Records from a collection
┌────────

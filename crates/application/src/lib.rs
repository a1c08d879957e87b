//! Application layer - ports and services
//!
//! Declares the ports the infrastructure adapters implement and the services
//! the daemons and the dashboard run on top of them, including the
//! deferred-write path that keeps collectors working through store outages.

pub mod error;
pub mod ports;
pub mod services;

pub use error::ApplicationError;
pub use ports::*;
pub use services::*;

└────────

WHAT YOU SHOULD DO: Retype the records above in full, exactly.

SOLUTION TO THE EXERCISE:
filename crates/application/src/lib.rs
repository a1c08d879957e87b
//! Application layer - ports and services
//!
//! Declares the ports the infrastructure adapters implement and the services
//! the daemons and the dashboard run on top of them, including the
//! deferred-write path that keeps collectors working through store outages.

pub mod error;
pub mod ports;
pub mod services;

pub use error::ApplicationError;
pub use ports::*;
pub use services::*;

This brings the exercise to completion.